Constraints on non-Newtonian gravity and light elementary particles from measurements of the Casimir force by means of dynamic AFM

TL;DR

This paper uses precise Casimir force measurements with different metal configurations to set constraints on non-Newtonian gravity and light elementary particles, confirming the reliability of these constraints across experiments.

Contribution

It provides new constraints on Yukawa-type corrections to gravity and light particles based on two recent Casimir force measurements with different metal configurations.

Findings

Constraints are consistent across different experimental setups.

Results align with previous constraints from earlier measurements.

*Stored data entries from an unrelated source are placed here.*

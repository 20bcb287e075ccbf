use std::path::PathBuf;

use anyhow::Context;
use clap::Parser;
use dotenvy::dotenv;
use sqlx::postgres::PgPoolOptions;
use tracing::{Level, info, warn};
use tracing_subscriber::FmtSubscriber;

use statweb_cli::{Command, Config};
use statweb_client::{CkanCatalog, StatwebClient};
use statweb_core::{
    CatalogClient, HarvestConfig, HarvestJob, HarvestService, HarvestStats, HarvesterInfo,
    HttpConfig, SourceEntry, TracingReporter, load_sources_config,
};
use statweb_db::ObjectRepository;

const MAX_DB_CONNECTIONS: u32 = 5;

#[tokio::main]
async fn main() -> anyhow::Result<()> {
    dotenv().ok();

    let config = Config::parse();

    let level = if config.verbose {
        Level::DEBUG
    } else {
        Level::INFO
    };
    let subscriber = FmtSubscriber::builder()
        .with_max_level(level)
        .with_writer(std::io::stderr)
        .finish();
    tracing::subscriber::set_global_default(subscriber)
        .context("Failed to install tracing subscriber")?;

    match config.command {
        Command::Harvest {
            database_url,
            ckan_url,
            ckan_api_key,
            site_url,
            config: config_path,
            source,
            scratch_dir,
        } => {
            let sources = select_sources(config_path, &source)?;
            if sources.is_empty() {
                info!("No enabled sources found in configuration.");
                info!("Enable a source in ~/.config/statweb/harvest.toml or use --source <NAME>");
                return Ok(());
            }

            info!("Connecting to database...");
            let pool = PgPoolOptions::new()
                .max_connections(MAX_DB_CONNECTIONS)
                .connect(&database_url)
                .await
                .context("Failed to connect to database")?;
            let ledger = ObjectRepository::new(pool);
            ledger
                .migrate()
                .await
                .context("Failed to prepare the harvest ledger")?;

            let mut harvest_config =
                HarvestConfig::default().with_site_url(site_url.unwrap_or_else(|| ckan_url.clone()));
            if let Some(dir) = scratch_dir {
                harvest_config = harvest_config.with_scratch_dir(dir);
            }

            let http_config = HttpConfig::default();
            let source_client = StatwebClient::with_config(&http_config, harvest_config.chunk_size)
                .context("Failed to build the statistics site client")?;
            let catalog = CkanCatalog::with_config(&ckan_url, ckan_api_key, &http_config)
                .and_then(|c| c.with_site_url(&harvest_config.site_url))
                .context("Invalid catalog URL")?;

            let identity = catalog
                .service_identity()
                .await
                .context("Failed to resolve the catalog service user")?;
            if identity.can_write() {
                info!("Publishing as {}", identity.name);
            } else {
                warn!(
                    "No API key for {}, the catalog will reject every import",
                    identity.name
                );
            }

            let service =
                HarvestService::with_config(ledger, source_client, catalog, harvest_config);

            let job = HarvestJob::new(sources);
            info!("════════════════════════════════════════════════════════════");
            info!("Starting harvest job {} over {} sources", job.id, job.sources.len());
            info!("════════════════════════════════════════════════════════════");

            let stats = service
                .run_job_with_progress(&job, &TracingReporter)
                .await
                .context("Harvest job aborted")?;
            print_job_summary(&job, &stats);
        }
        Command::Info => {
            print_info(&HarvesterInfo::statweb());
        }
    }

    Ok(())
}

/// Resolves the sources of a run: the named ones when given, otherwise
/// every enabled source of the configuration file.
fn select_sources(
    config_path: Option<PathBuf>,
    names: &[String],
) -> anyhow::Result<Vec<SourceEntry>> {
    let sources_config = load_sources_config(config_path)?.ok_or_else(|| {
        anyhow::anyhow!(
            "No configuration file found. Create ~/.config/statweb/harvest.toml or use --config"
        )
    })?;

    if names.is_empty() {
        return Ok(sources_config
            .enabled_sources()
            .into_iter()
            .cloned()
            .collect());
    }

    names
        .iter()
        .map(|name| -> anyhow::Result<SourceEntry> {
            let entry = sources_config
                .find_by_name(name)
                .ok_or_else(|| anyhow::anyhow!("Source '{}' not found in configuration", name))?;
            if !entry.enabled {
                info!("Note: source '{}' is marked as disabled in configuration", name);
            }
            Ok(entry.clone())
        })
        .collect()
}

/// Print a summary of one harvest job.
fn print_job_summary(job: &HarvestJob, stats: &HarvestStats) {
    info!("");
    info!("════════════════════════════════════════════════════════════");
    info!("Harvest job complete: {}", job.id);
    info!("════════════════════════════════════════════════════════════");
    info!("  + Gathered:          {}", stats.gathered);
    info!("  ↓ Fetched:           {}", stats.fetched);
    info!("  ✓ Imported:          {}", stats.imported);
    info!("────────────────────────────────────────────────────────────");
    info!("  ✗ Sources failed:    {}", stats.sources_failed);
    info!("  ✗ Fetch failed:      {}", stats.fetch_failed);
    info!("  ✗ Import failed:     {}", stats.import_failed);
    info!("════════════════════════════════════════════════════════════");

    if stats.is_complete() {
        info!("All indicators harvested successfully!");
    } else {
        warn!(
            "{} objects and {} sources failed, see the ledger for per-object errors",
            stats.failed(),
            stats.sources_failed
        );
    }
}

fn print_info(info: &HarvesterInfo) {
    println!("name:        {}", info.name);
    println!("title:       {}", info.title);
    println!("description: {}", info.description);
}
//! Client for the statistics site JSON endpoints.
//!
//! Every endpoint answers with a JSON object wrapping a single list, e.g.
//! `{"IndicatoriStrutturali": [...]}`. Some endpoints prepend a UTF-8 byte
//! order mark, which is stripped before parsing.

use std::path::{Path, PathBuf};

use reqwest::{Client, Url};
use serde_json::Value;
use statweb_core::config::DEFAULT_CHUNK_SIZE;
use statweb_core::traits::IndicatorSource;
use statweb_core::{AppError, HttpConfig};

use crate::download::LargeFileDownloader;
use crate::request_error;

const UTF8_BOM: &[u8] = &[0xEF, 0xBB, 0xBF];

/// HTTP client for the statistics site.
///
/// # Examples
///
/// ```no_run
/// use statweb_client::StatwebClient;
///
/// # async fn example() -> Result<(), Box<dyn std::error::Error>> {
/// let client = StatwebClient::new()?;
/// let index = client
///     .fetch_json("http://www.statweb.provincia.tn.it/IndicatoriStrutturali/exp.aspx")
///     .await?;
/// println!("{}", index);
/// # Ok(())
/// # }
/// ```
#[derive(Clone)]
pub struct StatwebClient {
    client: Client,
    downloader: LargeFileDownloader,
    timeout_secs: u64,
}

impl StatwebClient {
    /// Creates a client with the default HTTP configuration.
    pub fn new() -> Result<Self, AppError> {
        Self::with_config(&HttpConfig::default(), DEFAULT_CHUNK_SIZE)
    }

    /// Creates a client with a custom HTTP configuration and download chunk size.
    ///
    /// # Errors
    ///
    /// Returns `AppError::ClientError` if the HTTP client cannot be built.
    pub fn with_config(http_config: &HttpConfig, chunk_size: usize) -> Result<Self, AppError> {
        let client = Client::builder()
            .user_agent(http_config.user_agent.as_str())
            .timeout(http_config.timeout)
            .build()
            .map_err(|e| AppError::ClientError(e.to_string()))?;
        let timeout_secs = http_config.timeout.as_secs();

        Ok(Self {
            downloader: LargeFileDownloader::new(client.clone(), chunk_size, timeout_secs),
            client,
            timeout_secs,
        })
    }

    /// Fetches `url` and parses the body as JSON.
    ///
    /// # Errors
    ///
    /// Returns `AppError::HttpStatus` for non-2xx answers,
    /// `AppError::EmptyResponse` for an empty body and
    /// `AppError::SerializationError` when the body is not JSON.
    pub async fn fetch_json(&self, url: &str) -> Result<Value, AppError> {
        let parsed = Url::parse(url).map_err(|_| AppError::InvalidUrl(url.to_string()))?;

        let resp = self
            .client
            .get(parsed)
            .send()
            .await
            .map_err(|e| request_error(e, self.timeout_secs))?;

        let status = resp.status();
        if !status.is_success() {
            return Err(AppError::HttpStatus {
                status: status.as_u16(),
                url: url.to_string(),
            });
        }

        let body = resp
            .bytes()
            .await
            .map_err(|e| request_error(e, self.timeout_secs))?;
        let body = body.strip_prefix(UTF8_BOM).unwrap_or(&body);
        if body.iter().all(u8::is_ascii_whitespace) {
            return Err(AppError::EmptyResponse);
        }

        Ok(serde_json::from_slice(body)?)
    }
}

impl IndicatorSource for StatwebClient {
    async fn get_json(&self, url: &str) -> Result<Value, AppError> {
        self.fetch_json(url).await
    }

    async fn download(&self, url: &str, dir: &Path) -> Result<PathBuf, AppError> {
        self.downloader.download(url, dir).await
    }
}
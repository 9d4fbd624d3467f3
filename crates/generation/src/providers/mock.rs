use std::collections::VecDeque;
use std::sync::Mutex;

use super::ProviderError;
use crate::models::{
    AnalysisRequest, ProviderKind, RefineRequest, RefinedPrompt, RewriteGoal, ShotAnalysis,
};
use crate::service::ShotAnalyst;

/// Scripted outcome for one analyze call.
#[derive(Clone, Debug)]
pub enum MockOutcome {
    Analysis(ShotAnalysis),
    Failure(String),
}

#[derive(Clone, Debug, Default)]
pub struct MockConfig {
    /// Consumed front to back; once exhausted, every call succeeds with a
    /// deterministic stub derived from the style directive.
    pub scripted: Vec<MockOutcome>,
}

pub struct MockAnalyst {
    queue: Mutex<VecDeque<MockOutcome>>,
}

impl MockAnalyst {
    pub fn new(config: MockConfig) -> Self {
        Self {
            queue: Mutex::new(VecDeque::from(config.scripted)),
        }
    }

    fn next_outcome(&self) -> Option<MockOutcome> {
        self.queue.lock().expect("mock queue poisoned").pop_front()
    }
}

impl ShotAnalyst for MockAnalyst {
    fn provider_kind(&self) -> ProviderKind {
        ProviderKind::Mock
    }

    fn model_name(&self) -> &str {
        "continuity-mock-analyst"
    }

    fn analyze(&self, request: &AnalysisRequest) -> Result<ShotAnalysis, ProviderError> {
        match self.next_outcome() {
            Some(MockOutcome::Analysis(analysis)) => Ok(analysis),
            Some(MockOutcome::Failure(message)) => Err(ProviderError::Other(message)),
            None => Ok(ShotAnalysis {
                topic: "Sequence Segment".to_string(),
                analysis: format!(
                    "Two reference frames bridged under the directive '{}'.",
                    request.style_directive.trim()
                ),
                prompt: "A smooth, continuous motion from the first frame into the second."
                    .to_string(),
                telemetry: None,
            }),
        }
    }

    fn refine(&self, request: &RefineRequest) -> Result<Vec<RefinedPrompt>, ProviderError> {
        let label = match &request.goal {
            RewriteGoal::Aesthetic { directive } => format!("Refined ({}):", directive.trim()),
            RewriteGoal::EngineOptimize => "Optimized:".to_string(),
        };
        Ok(request
            .prompts
            .iter()
            .map(|seed| RefinedPrompt {
                id: seed.id,
                prompt: format!("{} {}", label, seed.prompt),
            })
            .collect())
    }
}

#[cfg(test)]
mod tests {
    use super::*;
    use storyboard::{ImageRef, ShotId};

    fn request() -> AnalysisRequest {
        AnalysisRequest {
            source: ImageRef::from_bytes("image/png", b"a"),
            target: ImageRef::from_bytes("image/png", b"b"),
            style_directive: "storyboard sketch".to_string(),
        }
    }

    #[test]
    fn scripted_outcomes_are_consumed_in_order() {
        let analyst = MockAnalyst::new(MockConfig {
            scripted: vec![
                MockOutcome::Analysis(ShotAnalysis {
                    topic: "first".into(),
                    ..ShotAnalysis::default()
                }),
                MockOutcome::Failure("service unavailable".into()),
            ],
        });
        assert_eq!(analyst.analyze(&request()).unwrap().topic, "first");
        let err = analyst.analyze(&request()).unwrap_err();
        assert_eq!(err.to_string(), "service unavailable");
        // Exhausted scripts fall back to the deterministic stub.
        assert_eq!(analyst.analyze(&request()).unwrap().topic, "Sequence Segment");
    }

    #[test]
    fn refine_tags_every_prompt_by_id() {
        let analyst = MockAnalyst::new(MockConfig::default());
        let id = ShotId::new();
        let refined = analyst
            .refine(&RefineRequest {
                goal: RewriteGoal::EngineOptimize,
                prompts: vec![crate::models::PromptSeed {
                    id,
                    topic: "beat".to_string(),
                    prompt: "walk through the rain".to_string(),
                }],
            })
            .unwrap();
        assert_eq!(refined.len(), 1);
        assert_eq!(refined[0].id, id);
        assert_eq!(refined[0].prompt, "Optimized: walk through the rain");
    }
}
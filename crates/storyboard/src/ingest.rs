use serde::{Deserialize, Serialize};

use crate::{ensure_floor, DraftSlot, ImageRef};

/// Which side of the pairs a batch drop binds to.
#[derive(Debug, Clone, Copy, PartialEq, Eq)]
pub enum DropTarget {
    /// Fill the start frames positionally.
    SourceOnly,
    /// Fill the end frames positionally.
    TargetOnly,
    /// Append new pairs according to the batch mode.
    Mixed,
}

/// How a mixed drop turns a run of images into pairs.
#[derive(Debug, Clone, Copy, PartialEq, Eq, Serialize, Deserialize, Default)]
#[serde(rename_all = "lowercase")]
pub enum BatchMode {
    /// Consecutive pairing, two images per slot.
    #[default]
    Standard,
    /// Hold, transition, hold, ... so stills become alternating static
    /// beats and motion beats without manual re-pairing.
    Chained,
    /// Every image becomes its own hold slot.
    Looper,
}

/// Folds a run of dropped images into the drafting queue.
///
/// Blank slots are dropped from the working set first; only slots carrying
/// at least one frame survive a drop. Incoming order is preserved, nothing
/// is deduplicated, and new slots always start idle with fresh ids. The
/// result is floor-normalized: it never comes back empty.
pub fn ingest(
    current: Vec<DraftSlot>,
    incoming: Vec<ImageRef>,
    target: DropTarget,
    mode: BatchMode,
) -> Vec<DraftSlot> {
    let mut slots: Vec<DraftSlot> = current.into_iter().filter(|s| !s.is_blank()).collect();

    match target {
        DropTarget::SourceOnly => {
            for (i, image) in incoming.into_iter().enumerate() {
                match slots.get_mut(i) {
                    Some(slot) => slot.source = Some(image),
                    None => slots.push(DraftSlot::new(Some(image), None)),
                }
            }
        }
        DropTarget::TargetOnly => {
            for (i, image) in incoming.into_iter().enumerate() {
                match slots.get_mut(i) {
                    Some(slot) => slot.target = Some(image),
                    None => slots.push(DraftSlot::new(None, Some(image))),
                }
            }
        }
        DropTarget::Mixed => match mode {
            BatchMode::Standard => {
                let mut images = incoming.into_iter();
                while let Some(source) = images.next() {
                    slots.push(DraftSlot::new(Some(source), images.next()));
                }
            }
            BatchMode::Chained => {
                for window in ChainWindows::new(&incoming) {
                    let (current, next) = window;
                    slots.push(DraftSlot::hold(current.clone()));
                    if let Some(next) = next {
                        slots.push(DraftSlot::transition(current.clone(), next.clone()));
                    }
                }
            }
            BatchMode::Looper => {
                for image in incoming {
                    slots.push(DraftSlot::hold(image));
                }
            }
        },
    }

    ensure_floor(&mut slots);
    slots
}

/// Each image with its successor, if any. The last window has no successor,
/// which is what makes chained ingestion end on a final hold.
struct ChainWindows<'a> {
    images: &'a [ImageRef],
    index: usize,
}

impl<'a> ChainWindows<'a> {
    fn new(images: &'a [ImageRef]) -> Self {
        Self { images, index: 0 }
    }
}

impl<'a> Iterator for ChainWindows<'a> {
    type Item = (&'a ImageRef, Option<&'a ImageRef>);

    fn next(&mut self) -> Option<Self::Item> {
        let current = self.images.get(self.index)?;
        let next = self.images.get(self.index + 1);
        self.index += 1;
        Some((current, next))
    }
}

#[cfg(test)]
mod tests {
    use super::*;
    use crate::SlotStatus;

    fn frame(tag: &str) -> ImageRef {
        ImageRef::from_bytes("image/png", tag.as_bytes())
    }

    fn frames(n: usize) -> Vec<ImageRef> {
        (0..n).map(|i| frame(&format!("frame-{i}"))).collect()
    }

    #[test]
    fn standard_mixed_pairs_two_at_a_time() {
        for n in 1..=6 {
            let slots = ingest(Vec::new(), frames(n), DropTarget::Mixed, BatchMode::Standard);
            assert_eq!(slots.len(), n.div_ceil(2), "n = {n}");
            let last = slots.last().unwrap();
            assert_eq!(last.target.is_none(), n % 2 == 1, "n = {n}");
        }
    }

    #[test]
    fn chained_mixed_yields_two_n_minus_one() {
        for n in 1..=5 {
            let slots = ingest(Vec::new(), frames(n), DropTarget::Mixed, BatchMode::Chained);
            assert_eq!(slots.len(), 2 * n - 1, "n = {n}");
        }
    }

    #[test]
    fn chained_alternates_holds_and_transitions() {
        let imgs = frames(3);
        let slots = ingest(Vec::new(), imgs.clone(), DropTarget::Mixed, BatchMode::Chained);
        // hold(0), 0->1, hold(1), 1->2, hold(2)
        assert_eq!(slots[0].source, slots[0].target);
        assert_eq!(slots[0].source.as_ref(), Some(&imgs[0]));
        assert_eq!(slots[1].source.as_ref(), Some(&imgs[0]));
        assert_eq!(slots[1].target.as_ref(), Some(&imgs[1]));
        assert_eq!(slots[2].source, slots[2].target);
        assert_eq!(slots[3].source.as_ref(), Some(&imgs[1]));
        assert_eq!(slots[3].target.as_ref(), Some(&imgs[2]));
        assert_eq!(slots[4].source.as_ref(), Some(&imgs[2]));
        assert_eq!(slots[4].target.as_ref(), Some(&imgs[2]));
    }

    #[test]
    fn looper_makes_one_hold_per_image() {
        let slots = ingest(Vec::new(), frames(4), DropTarget::Mixed, BatchMode::Looper);
        assert_eq!(slots.len(), 4);
        for slot in &slots {
            assert!(slot.source.is_some());
            assert_eq!(slot.source, slot.target);
            assert_eq!(slot.status, SlotStatus::Idle);
        }
    }

    #[test]
    fn empty_drop_normalizes_to_one_blank_slot() {
        let current = vec![DraftSlot::empty(), DraftSlot::empty()];
        let slots = ingest(current, Vec::new(), DropTarget::Mixed, BatchMode::Chained);
        assert_eq!(slots.len(), 1);
        assert!(slots[0].is_blank());
    }

    #[test]
    fn source_drop_overwrites_positionally_then_extends() {
        let mut keep = DraftSlot::new(Some(frame("old-a")), Some(frame("old-b")));
        keep.status = SlotStatus::Error;
        let keep_id = keep.id;
        let current = vec![DraftSlot::empty(), keep];

        let imgs = frames(3);
        let slots = ingest(current, imgs.clone(), DropTarget::SourceOnly, BatchMode::Standard);

        // The blank slot was excluded; the surviving slot got the first image.
        assert_eq!(slots.len(), 3);
        assert_eq!(slots[0].id, keep_id);
        assert_eq!(slots[0].source.as_ref(), Some(&imgs[0]));
        assert_eq!(slots[0].target.as_ref(), Some(&frame("old-b")));
        assert_eq!(slots[1].source.as_ref(), Some(&imgs[1]));
        assert!(slots[1].target.is_none());
        assert_eq!(slots[2].source.as_ref(), Some(&imgs[2]));
    }

    #[test]
    fn target_drop_is_symmetric() {
        let slots = ingest(Vec::new(), frames(2), DropTarget::TargetOnly, BatchMode::Standard);
        assert_eq!(slots.len(), 2);
        for slot in &slots {
            assert!(slot.source.is_none());
            assert!(slot.target.is_some());
        }
    }

    #[test]
    fn surviving_slots_precede_new_ones() {
        let keep = DraftSlot::new(Some(frame("keep")), None);
        let keep_id = keep.id;
        let slots = ingest(
            vec![keep],
            frames(2),
            DropTarget::Mixed,
            BatchMode::Looper,
        );
        assert_eq!(slots.len(), 3);
        assert_eq!(slots[0].id, keep_id);
    }
}
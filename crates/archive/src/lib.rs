use anyhow::Result;
use rusqlite::{params, Connection};
use std::fs;
use std::path::{Path, PathBuf};
use storyboard::{Project, ProjectId};
use tracing::warn;

pub fn app_data_dir() -> PathBuf {
    let base = dirs::data_local_dir().unwrap_or_else(std::env::temp_dir);
    base.join("continuity_studio")
}

/// SQLite-backed project archive with load-all/replace-all semantics.
///
/// The in-memory session is the source of truth; callers treat a failed
/// save as log-only and retry on the next save.
pub struct ArchiveDb {
    conn: Connection,
    path: PathBuf,
}

#[derive(Debug, Clone)]
pub struct ProjectEntry {
    pub id: String,
    pub title: String,
    pub last_modified: i64,
}

impl ArchiveDb {
    pub fn open_or_create(path: &Path) -> Result<Self> {
        if let Some(dir) = path.parent() {
            fs::create_dir_all(dir)?;
        }
        let conn = Connection::open(path)?;
        // Recommended PRAGMAs for local interactive app DB
        conn.pragma_update(None, "journal_mode", &"WAL")?;
        conn.pragma_update(None, "synchronous", &"NORMAL")?;
        conn.pragma_update(None, "foreign_keys", &"ON")?;
        apply_migrations(&conn)?;
        Ok(Self {
            conn,
            path: path.to_path_buf(),
        })
    }

    pub fn path(&self) -> &Path {
        &self.path
    }

    /// Loads every stored project, newest first. Rows that no longer parse
    /// are skipped with a warning instead of failing the whole load.
    pub fn load_all(&self) -> Result<Vec<Project>> {
        let mut stmt = self
            .conn
            .prepare("SELECT id, json FROM projects ORDER BY last_modified DESC")?;
        let rows = stmt.query_map([], |row| {
            let id: String = row.get(0)?;
            let json: String = row.get(1)?;
            Ok((id, json))
        })?;
        let mut out = Vec::new();
        for row in rows {
            let (id, json) = row?;
            match serde_json::from_str::<Project>(&json) {
                Ok(project) => out.push(project),
                Err(err) => warn!(%id, error = %err, "skipping unreadable project row"),
            }
        }
        Ok(out)
    }

    /// Replaces the whole archive with the given list in one transaction.
    pub fn save_all(&self, projects: &[Project]) -> Result<()> {
        let tx = self.conn.unchecked_transaction()?;
        tx.execute("DELETE FROM projects", [])?;
        {
            let mut stmt = tx.prepare(
                "INSERT INTO projects(id, title, json, last_modified) VALUES(?1, ?2, ?3, ?4)",
            )?;
            for project in projects {
                stmt.execute(params![
                    project.id.to_string(),
                    project.title,
                    serde_json::to_string(project)?,
                    project.last_modified.timestamp(),
                ])?;
            }
        }
        tx.commit()?;
        Ok(())
    }

    pub fn upsert_project(&self, project: &Project) -> Result<()> {
        self.conn.execute(
            "INSERT INTO projects(id, title, json, last_modified) VALUES(?1, ?2, ?3, ?4)
             ON CONFLICT(id) DO UPDATE SET title = excluded.title, json = excluded.json, last_modified = excluded.last_modified",
            params![
                project.id.to_string(),
                project.title,
                serde_json::to_string(project)?,
                project.last_modified.timestamp(),
            ],
        )?;
        Ok(())
    }

    pub fn load_project(&self, id: ProjectId) -> Result<Option<Project>> {
        let mut stmt = self
            .conn
            .prepare("SELECT json FROM projects WHERE id = ?1 LIMIT 1")?;
        let mut rows = stmt.query(params![id.to_string()])?;
        if let Some(row) = rows.next()? {
            let json: String = row.get(0)?;
            Ok(Some(serde_json::from_str(&json)?))
        } else {
            Ok(None)
        }
    }

    pub fn delete_project(&self, id: ProjectId) -> Result<bool> {
        let deleted = self
            .conn
            .execute("DELETE FROM projects WHERE id = ?1", params![id.to_string()])?;
        Ok(deleted > 0)
    }

    pub fn list_entries(&self) -> Result<Vec<ProjectEntry>> {
        let mut stmt = self.conn.prepare(
            "SELECT id, title, last_modified FROM projects ORDER BY last_modified DESC",
        )?;
        let rows = stmt.query_map([], |row| {
            Ok(ProjectEntry {
                id: row.get(0)?,
                title: row.get(1)?,
                last_modified: row.get(2)?,
            })
        })?;
        let mut out = Vec::new();
        for row in rows {
            out.push(row?);
        }
        Ok(out)
    }
}

fn apply_migrations(conn: &Connection) -> Result<()> {
    // Simple migration tracking by name
    conn.execute_batch(include_str!("../migrations/V0001__init.sql"))?;
    conn.execute(
        "INSERT OR IGNORE INTO migrations(name, applied_at) VALUES(?1, strftime('%s','now'))",
        params!["V0001__init"],
    )?;
    Ok(())
}
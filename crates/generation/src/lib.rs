pub mod models;
pub mod providers;
mod service;

pub use models::*;
pub use providers::{ProviderConfig, ProviderError};
pub use service::*;
use std::sync::Arc;
use std::time::Duration;

use axum::extract::ws::{Message, WebSocket};
use axum::extract::{Path, Query, State, WebSocketUpgrade};
use axum::response::IntoResponse;
use beacon_core::{Participant, ServerMessage};
use futures::stream::SplitStream;
use futures::{SinkExt, StreamExt};
use serde::Deserialize;
use tokio::sync::mpsc;
use tracing::{debug, info, warn};

use crate::AppState;
use crate::error::RouteError;
use crate::room::ConnId;
use crate::signaling::router::route_message;
use crate::signaling::service::SignalingService;

pub const DEFAULT_DISPLAY_NAME: &str = "Anonymous";

#[derive(Debug, Deserialize)]
pub struct WsQuery {
    name: Option<String>,
}

/// `GET /ws/{room_id}?name=...` — one long-lived connection per participant.
pub async fn ws_handler(
    ws: WebSocketUpgrade,
    Path(room_id): Path<String>,
    Query(query): Query<WsQuery>,
    State(state): State<Arc<AppState>>,
) -> impl IntoResponse {
    let name = query
        .name
        .filter(|n| !n.is_empty())
        .unwrap_or_else(|| DEFAULT_DISPLAY_NAME.to_string());

    ws.on_upgrade(move |socket| handle_socket(socket, room_id, name, state))
}

async fn handle_socket(socket: WebSocket, room_id: String, name: String, state: Arc<AppState>) {
    let participant = Participant::new(name);
    let display_name = participant.name.clone();
    let conn_id = ConnId::next();

    info!(
        "WebSocket connection: '{}' -> room '{}' ({})",
        display_name, room_id, conn_id
    );

    let (mut sink, stream) = socket.split();
    let (tx, mut rx) = mpsc::unbounded_channel();

    let mut send_task = tokio::spawn(async move {
        while let Some(msg) = rx.recv().await {
            if sink.send(msg).await.is_err() {
                break;
            }
        }
    });

    // The upgrade has completed by the time this future runs; a join failure
    // here means the socket died immediately, and nothing stays registered.
    let service = state.signaling.clone();
    if service.join(conn_id, &room_id, participant, tx).is_err() {
        send_task.abort();
        return;
    }

    let mut recv_task = tokio::spawn({
        let service = service.clone();
        let idle = state.config.idle_timeout;
        async move {
            read_loop(stream, &service, conn_id, idle).await;
        }
    });

    tokio::select! {
        _ = (&mut send_task) => recv_task.abort(),
        _ = (&mut recv_task) => send_task.abort(),
    };

    // Single funnel for every exit path; leave itself is also idempotent.
    service.leave(conn_id);
    info!("WebSocket disconnected: '{}' ({})", display_name, conn_id);
}

/// The connection's only suspension point: wait for the next inbound frame or
/// the idle timeout, whichever comes first.
///
/// Liveness runs ACTIVE -> PING_SENT on the first silent interval and closes
/// the connection on the second; any inbound frame re-arms it.
async fn read_loop(
    mut stream: SplitStream<WebSocket>,
    service: &SignalingService,
    conn_id: ConnId,
    idle: Duration,
) {
    let mut ping_sent = false;

    loop {
        match tokio::time::timeout(idle, stream.next()).await {
            Ok(Some(Ok(frame))) => {
                ping_sent = false;
                match frame {
                    Message::Text(text) => {
                        match route_message(service, conn_id, text.as_str()) {
                            Ok(()) => {}
                            Err(RouteError::Malformed(reason)) => {
                                warn!("Rejected frame from {}: {}", conn_id, reason);
                                let reply = ServerMessage::Error { message: reason };
                                if service.send_to(conn_id, &reply).is_err() {
                                    break;
                                }
                            }
                            Err(RouteError::ConnectionClosed) => break,
                        }
                    }
                    Message::Close(_) => break,
                    // Control and binary frames count only as liveness.
                    _ => {}
                }
            }
            Ok(Some(Err(_))) | Ok(None) => break,
            Err(_) => {
                if ping_sent {
                    debug!("No activity after keepalive on {}; closing", conn_id);
                    break;
                }
                ping_sent = true;
                if service.send_to(conn_id, &ServerMessage::Ping).is_err() {
                    break;
                }
            }
        }
    }
}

Demonstrates reliability of Casimir force measurements in testing gravity theories.

Abstract

We derive constraints on corrections to Newtonian gravity of the Yukawa type and light elementary particles from two recently performed measurements of the gradient of the Casimir force. In the first measurement the configuration of two Au surfaces has been used, whereas in the second a nonmagnetic metal Au interacted with a magnetic metal Ni. In these configurations one arrives at different, respectively, similar theoretical predictions for the Casimir force when the competing theoretical approaches are employed. Nevertheless, we demonstrate that the constraints following from both experiments are in mutual agreement and in line with constraints obtained from earlier measurements. This confirms the reliability of constraints on non-Newtonian gravity obtained from measurements of the Casimir force.